Although the COVID-19 pandemic shaped every facet of life throughout 2020, life in Greenville, NC continued on; at times shaped by COVID, yet often as if the pandemic did not exist.  Greenville saw many changes, including closing of non-essential businesses for many months, social unrest and protests, a housing construction boom, completion of a large infrastructure project, removal of a century-old Confederate memorial, and many efforts to return some semblance of normal while maintaining safety and complying with state-mandated COVID-19 regulations.

Despite the pandemic, housing construction continued unabated.  Here, a construction worker trims plywood during a home renovation (March 18, 2020).


Mayor P.J. Connelly signs an emergency “Stop The Spread” order that encourages citizens to stay home and practice recommended safety protocols (March 25, 2020).


Greenville Police, Greenville Fire/Rescue, and Vidant Police gathered Thursday morning to cheer on employees both starting and finishing their work day at Vidant Medical Center to show thanks and appreciation for what local healthcare workers are doing for our community (April 9, 2020).


Citizens march through Uptown Greenville following the murder of George Floyd in Minneapolis (May 31, 2020).


Engineers inspect a new section of underground culvert as the Town Creek Culvert project nears completion (June 13, 2020).


Teens were able to experience flying in a state-of-the-art flight simulator as part of STEM week at one of a handful of summer camps offered during 2020 (July 24, 2020).


A City of Greenville Public Works crew installs ADA-compliant crosswalks on E 10th St where numerous pedestrian injuries and fatalities have occurred (August 28, 2020).


The bronze statue that stood atop a memorial to Confederate soldiers is secured for transport as the sun begins to rise.  Crews worked throughout the night to remove the statue, choosing to work over night out of concerns for safety.  The monument stood in front of the Pitt County Court House for more than a century before county commissioners voted to remove and relocate it (June 22, 2020).


A City of Greenville Transit employee applies disinfectant to commonly-touched surfaces as part of the City’s efforts to mitigate the spread of COVID-19 (November 4, 2020).


The Tar River level sits at 19.87 feet on Monday, November 11, 2020 following heavy rains associated with tropical storm Eta last week.
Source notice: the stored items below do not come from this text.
//! One live connection to the bench: the link, its two background loops and the
//! telemetry they maintain.
//!
//! - The **receive loop** drains the port, decodes frames and folds them into the
//!   [`TelemetryStore`]. It stops on the first read error.
//! - The **keep-alive loop** waits for the one-shot "board configured" signal,
//!   then sends the status request every `keep_alive_period` until stopped. It
//!   stops on the first write error.
//!
//! Both loops share the link with the foreground [`TestSequencer`]; the link's
//! writer lock keeps their commands from interleaving on the wire.

use std::sync::Arc;
use std::thread::{self, JoinHandle};
use std::time::Duration;

use crossbeam_channel::{bounded, select, Receiver, RecvTimeoutError, Sender, TryRecvError};
use log::{debug, error, info, trace, warn};
use parking_lot::RwLock;

use crate::codec::{Command, CommandFrame, FrameDecoder, TelemetryEvent};
use crate::config::{BenchConfig, TestProfile, WireTiming};
use crate::discovery;
use crate::errors::{BenchError, Result};
use crate::link::Link;
use crate::report::TestResult;
use crate::sequencer::{bring_up_board, CancelToken, TestSequencer, TestStage};
use crate::store::{TelemetrySnapshot, TelemetryStore};

/// Opens a fresh link; called at start-up and again on every link reset.
pub type Connector = Box<dyn FnMut() -> Result<Link> + Send>;

fn keep_alive_loop(
    link: Arc<Link>,
    frame: CommandFrame,
    wire: WireTiming,
    period: Duration,
    ready: Receiver<()>,
    stop: Receiver<()>,
) {
    select! {
        recv(ready) -> msg => {
            if msg.is_err() {
                debug!("keep-alive: session ended before the board was configured");
                return;
            }
        }
        recv(stop) -> _ => return,
    }
    info!("keep-alive running every {:?}", period);

    loop {
        if let Err(e) = link.send(&frame, &wire) {
            error!("keep-alive stopped: {}", e);
            return;
        }
        trace!("keep-alive sent");
        match stop.recv_timeout(period) {
            Err(RecvTimeoutError::Timeout) => {}
            _ => return,
        }
    }
}

fn receive_loop(link: Arc<Link>, store: Arc<TelemetryStore>, poll: Duration, stop: Receiver<()>) {
    let mut decoder = FrameDecoder::new();
    loop {
        match stop.try_recv() {
            Err(TryRecvError::Empty) => {}
            _ => break,
        }

        let chunk = match link.read_available() {
            Ok(chunk) => chunk,
            Err(e) => {
                error!("receive loop stopped: {}", e);
                break;
            }
        };
        if chunk.is_empty() {
            match stop.recv_timeout(poll) {
                Err(RecvTimeoutError::Timeout) => continue,
                _ => break,
            }
        }

        trace!("RX {}", hex::encode(&chunk));
        let Some(event) = decoder.push(&chunk) else {
            continue;
        };
        match &event {
            TelemetryEvent::Unrecognized(raw) => {
                debug!("dropping unrecognized frame ({} bytes)", raw.len())
            }
            TelemetryEvent::Ack => trace!("ack"),
            _ => {}
        }
        store.apply(&event);
    }
    debug!("receive loop exited");
}

/// Handles of the two background threads.
struct Workers {
    stop: Option<Sender<()>>,
    ready: Option<Sender<()>>,
    handles: Vec<JoinHandle<()>>,
}

impl Workers {
    fn spawn(link: &Arc<Link>, store: &Arc<TelemetryStore>, config: &BenchConfig) -> Result<Self> {
        let (stop_tx, stop_rx) = bounded::<()>(0);
        let (ready_tx, ready_rx) = bounded::<()>(1);
        let mut workers = Self {
            stop: Some(stop_tx),
            ready: Some(ready_tx),
            handles: Vec::with_capacity(2),
        };

        let rx_link = Arc::clone(link);
        let rx_store = Arc::clone(store);
        let rx_stop = stop_rx.clone();
        let poll = config.poll_interval();
        workers.handles.push(
            thread::Builder::new()
                .name("dze-receive".into())
                .spawn(move || receive_loop(rx_link, rx_store, poll, rx_stop))?,
        );

        let ka_link = Arc::clone(link);
        let frame = Command::StatusRequest.frame()?;
        let wire = config.wire;
        let period = config.keep_alive_period();
        workers.handles.push(
            thread::Builder::new()
                .name("dze-keep-alive".into())
                .spawn(move || keep_alive_loop(ka_link, frame, wire, period, ready_rx, stop_rx))?,
        );

        Ok(workers)
    }

    /// Fire the one-shot signal that lets the keep-alive loop start.
    fn release_keep_alive(&mut self) {
        if let Some(ready) = self.ready.take() {
            if ready.send(()).is_err() {
                warn!("keep-alive loop exited before it was released");
            }
        }
    }

    fn stop(&mut self) {
        // Dropping the senders disconnects both loops' receivers.
        self.ready.take();
        self.stop.take();
        for handle in self.handles.drain(..) {
            if handle.join().is_err() {
                error!("background loop panicked");
            }
        }
    }
}

impl Drop for Workers {
    fn drop(&mut self) {
        self.stop();
    }
}

/// A live bench session.
pub struct Session {
    config: BenchConfig,
    profile: TestProfile,
    connect: Connector,
    link: Arc<Link>,
    store: Arc<TelemetryStore>,
    stage: Arc<RwLock<TestStage>>,
    workers: Option<Workers>,
}

impl Session {
    /// Open the configured port (or discover it over USB) and bring the board up.
    pub fn open(config: BenchConfig) -> Result<Self> {
        let port = match &config.port {
            Some(port) => port.clone(),
            None => discovery::find_bench_port(&config.usb)?,
        };
        let baud_rate = config.baud_rate;
        let read_timeout = config.read_timeout();
        Self::with_connector(
            config,
            Box::new(move || Link::open(&port, baud_rate, read_timeout)),
        )
    }

    /// Start a session over links produced by `connect`, e.g. a simulated bench.
    pub fn with_connector(config: BenchConfig, mut connect: Connector) -> Result<Self> {
        let profile = config.test_profile()?;
        let link = Arc::new(connect()?);
        let store = Arc::new(TelemetryStore::new(profile.voltage_scale));

        let mut session = Self {
            config,
            profile,
            connect,
            link,
            store,
            stage: Arc::new(RwLock::new(TestStage::Idle)),
            workers: None,
        };
        session.start()?;
        Ok(session)
    }

    fn start(&mut self) -> Result<()> {
        let mut workers = Workers::spawn(&self.link, &self.store, &self.config)?;
        bring_up_board(&self.link, &self.config.bring_up_wire)?;
        workers.release_keep_alive();
        self.workers = Some(workers);
        info!("session on {} ready", self.link.port());
        Ok(())
    }

    /// Run one acceptance test. `cancel` may be triggered from any thread.
    pub fn run_test(&self, cancel: &CancelToken) -> Result<TestResult> {
        if self.workers.is_none() {
            return Err(BenchError::LinkClosed);
        }
        let mut sequencer = TestSequencer::new(&self.link, &self.store, &self.profile, self.config.wire)
            .with_cancel(cancel.clone())
            .with_stage(Arc::clone(&self.stage));
        if self.config.bring_up_each_test {
            sequencer = sequencer.with_bring_up(self.config.bring_up_wire);
        }
        sequencer.run()
    }

    /// Close and reopen the link, then bring the board up again.
    pub fn reset_link(&mut self) -> Result<()> {
        info!("resetting link {}", self.link.port());
        self.stop();
        self.store.clear();
        *self.stage.write() = TestStage::Idle;
        thread::sleep(self.config.reset_delay());

        self.link = Arc::new((self.connect)()?);
        self.start()
    }

    /// Stop both loops and close the link. Idempotent.
    pub fn shutdown(&mut self) {
        if self.workers.is_some() {
            info!("shutting down session on {}", self.link.port());
        }
        self.stop();
    }

    fn stop(&mut self) {
        if let Some(mut workers) = self.workers.take() {
            workers.stop();
        }
        self.link.close();
    }

    /// Switch to another profile; takes effect with the next test.
    pub fn set_profile(&mut self, profile: TestProfile) {
        self.store.set_voltage_scale(profile.voltage_scale);
        self.profile = profile;
    }

    pub fn profile(&self) -> &TestProfile {
        &self.profile
    }

    pub fn telemetry(&self) -> TelemetrySnapshot {
        self.store.snapshot()
    }

    pub fn store(&self) -> Arc<TelemetryStore> {
        Arc::clone(&self.store)
    }

    pub fn stage(&self) -> TestStage {
        *self.stage.read()
    }

    pub fn link(&self) -> &Link {
        &self.link
    }

    pub fn is_running(&self) -> bool {
        self.workers.is_some() && self.link.is_open()
    }
}

impl Drop for Session {
    fn drop(&mut self) {
        self.shutdown();
    }
}

impl std::fmt::Debug for Session {
    fn fmt(&self, f: &mut std::fmt::Formatter<'_>) -> std::fmt::Result {
        f.debug_struct("Session")
            .field("link", &self.link)
            .field("profile", &self.profile.name)
            .field("stage", &self.stage())
            .finish()
    }
}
While the current river level will likely be among the top five highest crests measured on the Tar River in Greenville, it is still 10 feet lower than levels were following hurricane Floyd in 1999 (29.74 feet) and 4.5 feet lower than hurricane Matthew in 2016 (24.46 feet).


The completed “Unite Against Racism” mural located on W 1st Street at Greenville Town Common (December 14, 2020).


Santa and Mrs. Clause wave to passing cars during Greenville’s “drive through” Christmas parade (December 5, 2020).


Sergeant Williams, School Resource Officer and head of Greenville PD’s Police Athletic League (PAL) program, helps a student try on a coat at South Greenville Recreation Center on Friday, December 18. Each PAL student was able to fill a bag with toys and get a new winter coat for Christmas, thanks to donations by the Greenville Noon Rotary and NC National Guard.